We look forward to presenting this topic at FOSDEM’20!

In this session we will discuss the use of massively parallel databases for deep learning, drawing on experience from running deep learning frameworks like Keras and TensorFlow with GPU acceleration using free and open source software like Greenplum Database and the Apache MADlib machine learning library. Topics will include architecture, common usage patterns, scalability results and bright opportunities for the future.

Deep neural networks are very efficient at solving problems in domains such as computer vision, speech recognition and language translation.
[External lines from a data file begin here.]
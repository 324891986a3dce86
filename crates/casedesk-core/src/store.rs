//! The `CaseStore` trait and supporting query types.
//!
//! The trait is implemented by storage backends (e.g. `casedesk-store-sqlite`).
//! Higher layers (`casedesk-api`, the chat assistant) depend on this
//! abstraction, not on any concrete backend.

use std::{fmt, future::Future, str::FromStr};

use chrono::{DateTime, NaiveDate, Utc};
use serde::{Deserialize, Serialize};

use crate::{
  Error,
  case::{Case, CaseDetail, CaseId, CaseUpdate, NewCase, Update},
  vocab::{
    CaseStatus, Marketplace, Priority, SellerType, SubStatus, Workstream,
  },
};

// ─── Filters ─────────────────────────────────────────────────────────────────

/// An inclusive calendar-date range.
#[derive(Debug, Clone, Copy, PartialEq, Eq, Serialize, Deserialize)]
pub struct DateRange {
  pub from: NaiveDate,
  pub to:   NaiveDate,
}

impl DateRange {
  pub fn new(from: NaiveDate, to: NaiveDate) -> Self { Self { from, to } }

  pub fn contains(&self, date: NaiveDate) -> bool {
    self.from <= date && date <= self.to
  }
}

/// Case selection shared by listing, aggregation and breakdown queries.
///
/// Each list is a set of accepted values; an empty list places no constraint
/// on that field. All non-empty constraints must hold.
#[derive(Debug, Clone, Default, PartialEq, Serialize, Deserialize)]
#[serde(default)]
pub struct CaseFilter {
  pub case_statuses:      Vec<CaseStatus>,
  pub marketplaces:       Vec<Marketplace>,
  pub workstreams:        Vec<Workstream>,
  pub priorities:         Vec<Priority>,
  pub sub_statuses:       Vec<SubStatus>,
  pub seller_types:       Vec<SellerType>,
  /// Restrict on `listing_start_date`. Cases without one never match.
  pub listing_start:      Option<DateRange>,
  /// Restrict on the calendar date of `created_at` (UTC).
  pub created:            Option<DateRange>,
}

impl CaseFilter {
  /// `true` if the filter places no constraint at all.
  pub fn is_empty(&self) -> bool { *self == Self::default() }

  /// Evaluate the filter against an in-memory case.
  pub fn matches(&self, case: &Case) -> bool {
    fn accepts<T: PartialEq>(set: &[T], value: &T) -> bool {
      set.is_empty() || set.contains(value)
    }

    accepts(&self.case_statuses, &case.case_status)
      && accepts(&self.marketplaces, &case.marketplace)
      && accepts(&self.workstreams, &case.workstream)
      && accepts(&self.priorities, &case.priority)
      && accepts(&self.sub_statuses, &case.last_sub_status)
      && accepts(&self.seller_types, &case.seller_type)
      && self.listing_start.is_none_or(|range| {
        case.listing_start_date.is_some_and(|d| range.contains(d))
      })
      && self
        .created
        .is_none_or(|range| range.contains(case.created_at.date_naive()))
  }
}

// ─── Aggregation ─────────────────────────────────────────────────────────────

/// A case column that counts can be grouped by.
#[derive(Debug, Clone, Copy, PartialEq, Eq, Serialize, Deserialize)]
#[serde(rename_all = "snake_case")]
pub enum GroupField {
  CaseStatus,
  Marketplace,
  Workstream,
  Priority,
  SubStatus,
  SellerType,
  Complexity,
  CaseSource,
  ApiArea,
  IssueType,
}

impl GroupField {
  pub const ALL: &'static [Self] = &[
    Self::CaseStatus,
    Self::Marketplace,
    Self::Workstream,
    Self::Priority,
    Self::SubStatus,
    Self::SellerType,
    Self::Complexity,
    Self::CaseSource,
    Self::ApiArea,
    Self::IssueType,
  ];

  pub fn as_str(self) -> &'static str {
    match self {
      Self::CaseStatus => "case_status",
      Self::Marketplace => "marketplace",
      Self::Workstream => "workstream",
      Self::Priority => "priority",
      Self::SubStatus => "sub_status",
      Self::SellerType => "seller_type",
      Self::Complexity => "complexity",
      Self::CaseSource => "case_source",
      Self::ApiArea => "api_area",
      Self::IssueType => "issue_type",
    }
  }
}

impl fmt::Display for GroupField {
  fn fmt(&self, f: &mut fmt::Formatter<'_>) -> fmt::Result {
    f.write_str(self.as_str())
  }
}

impl FromStr for GroupField {
  type Err = Error;

  /// Accepts the canonical names plus the column aliases the model tends to
  /// produce (`status`, `last_sub_status`, `api_supported`).
  fn from_str(s: &str) -> crate::Result<Self> {
    let normalised = s.trim().to_ascii_lowercase().replace([' ', '-'], "_");
    let field = match normalised.as_str() {
      "status" => Self::CaseStatus,
      "last_sub_status" | "substatus" => Self::SubStatus,
      "api_supported" | "api" => Self::ApiArea,
      "issue" => Self::IssueType,
      other => {
        return Self::ALL
          .iter()
          .copied()
          .find(|f| f.as_str() == other)
          .ok_or_else(|| Error::UnknownValue {
            kind:  "group-by field",
            value: s.to_owned(),
          });
      }
    };
    Ok(field)
  }
}

/// Parameters for [`CaseStore::aggregate`].
#[derive(Debug, Clone, Default, PartialEq, Serialize, Deserialize)]
#[serde(default)]
pub struct Aggregation {
  pub filter:   CaseFilter,
  pub group_by: Option<GroupField>,
}

/// Count of cases sharing one value of the grouped column.
#[derive(Debug, Clone, PartialEq, Eq, Serialize, Deserialize)]
pub struct GroupCount {
  pub key:   String,
  pub count: u64,
}

/// Result of [`CaseStore::aggregate`]. With no `group_by`, `groups` is empty.
/// With no matching cases, `total` is zero.
#[derive(Debug, Clone, Default, PartialEq, Eq, Serialize, Deserialize)]
pub struct AggregateResult {
  pub group_by: Option<GroupField>,
  pub total:    u64,
  /// Ordered by `count` descending, then `key` ascending.
  pub groups:   Vec<GroupCount>,
}

/// One leaf of the workstream → marketplace → issue → API → sub-status tree.
#[derive(Debug, Clone, PartialEq, Eq, Serialize, Deserialize)]
pub struct BreakdownRow {
  pub workstream:      Workstream,
  pub marketplace:     Marketplace,
  pub issue_type:      String,
  pub api_area:        String,
  pub last_sub_status: SubStatus,
  pub count:           u64,
}

// ─── Trait ───────────────────────────────────────────────────────────────────

/// Abstraction over a case store backend.
///
/// Updates are append-only; a case row is rewritten only to reflect its
/// newest update. All methods return `Send` futures so the trait can be used
/// in multi-threaded async runtimes (e.g. tokio with `axum`).
pub trait CaseStore: Send + Sync {
  type Error: std::error::Error + Send + Sync + 'static;

  // ── Writes ────────────────────────────────────────────────────────────

  /// Assign the next sequential identifier, persist the case with defaults
  /// filled, and record the synthetic "case created" update.
  ///
  /// Fails without writing anything if [`NewCase::validate`] fails.
  fn create_case(
    &self,
    input: NewCase,
  ) -> impl Future<Output = Result<Case, Self::Error>> + Send + '_;

  /// Append an update and rewrite the case's sub-status, derived status,
  /// supplied optional fields, and `updated_at`.
  ///
  /// Returns `None`, and writes nothing, if no case has that identifier.
  fn apply_update(
    &self,
    input: CaseUpdate,
  ) -> impl Future<Output = Result<Option<Update>, Self::Error>> + Send + '_;

  // ── Reads ─────────────────────────────────────────────────────────────

  /// Retrieve a case with its `recent` newest updates (newest first).
  /// Returns `None` if not found.
  fn get_case(
    &self,
    id: CaseId,
    recent: usize,
  ) -> impl Future<Output = Result<Option<CaseDetail>, Self::Error>> + Send + '_;

  /// All cases matching `filter`, most recently updated first.
  fn list_cases<'a>(
    &'a self,
    filter: &'a CaseFilter,
  ) -> impl Future<Output = Result<Vec<Case>, Self::Error>> + Send + 'a;

  /// Count matching cases, optionally grouped by one column.
  fn aggregate<'a>(
    &'a self,
    query: &'a Aggregation,
  ) -> impl Future<Output = Result<AggregateResult, Self::Error>> + Send + 'a;

  /// Hierarchical counts for the dashboard tree.
  fn breakdown<'a>(
    &'a self,
    filter: &'a CaseFilter,
  ) -> impl Future<Output = Result<Vec<BreakdownRow>, Self::Error>> + Send + 'a;

  /// Number of updates recorded at or after `since`.
  fn count_updates_since(
    &self,
    since: DateTime<Utc>,
  ) -> impl Future<Output = Result<u64, Self::Error>> + Send + '_;
}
Once solely the purview of academia and Silicon Valley types of companies, deep learning is now making inroads in the enterprise by virtue of new algorithms, better tools, and lower costs for computation, storage and networking.

But enterprise data typically lives in relational and document form in databases, so how can you use this data for building deep learning models? You could try to move it out to a separate execution engine, but it is suboptimal to copy huge amounts of data between systems. What about the idea of building deep learning models directly in the database, bringing the compute to where the data lives?

It’s possible and I look forward to discussing this topic at FOSDEM’19!

As graph processing moves to the mainstream, a large number of specialized graph engines have emerged. However, for many enterprises, much of their important data resides in relational databases and SQL is the most common workload. So is it reasonable to suggest that relational data processing engines can be used to solve graph problems in a productive and performant manner?

The answer to this question is: “Yes!”

In this talk, we will address the use of massively parallel processing (MPP) databases for graph analytics workloads. We will share some recent findings from the Apache MADlib (incubating) project, including design of graph data structures, implementation of common graph algorithms, and performance results.

Graph analytics is becoming an important part of enterprise computing. With roots in academia going back many decades, the last 10-15 years have seen a huge surge of interest in this topic to address a wide range of modern use cases, from cybersecurity to social networks to supply distribution chains.

Enterprises have made significant investments in infrastructure, software, and training of their employees, all centered around SQL. So how can an enterprise add graph analytics to their business without the cost and complexity of moving to specialized graph processing engines? And, what are the tradeoffs?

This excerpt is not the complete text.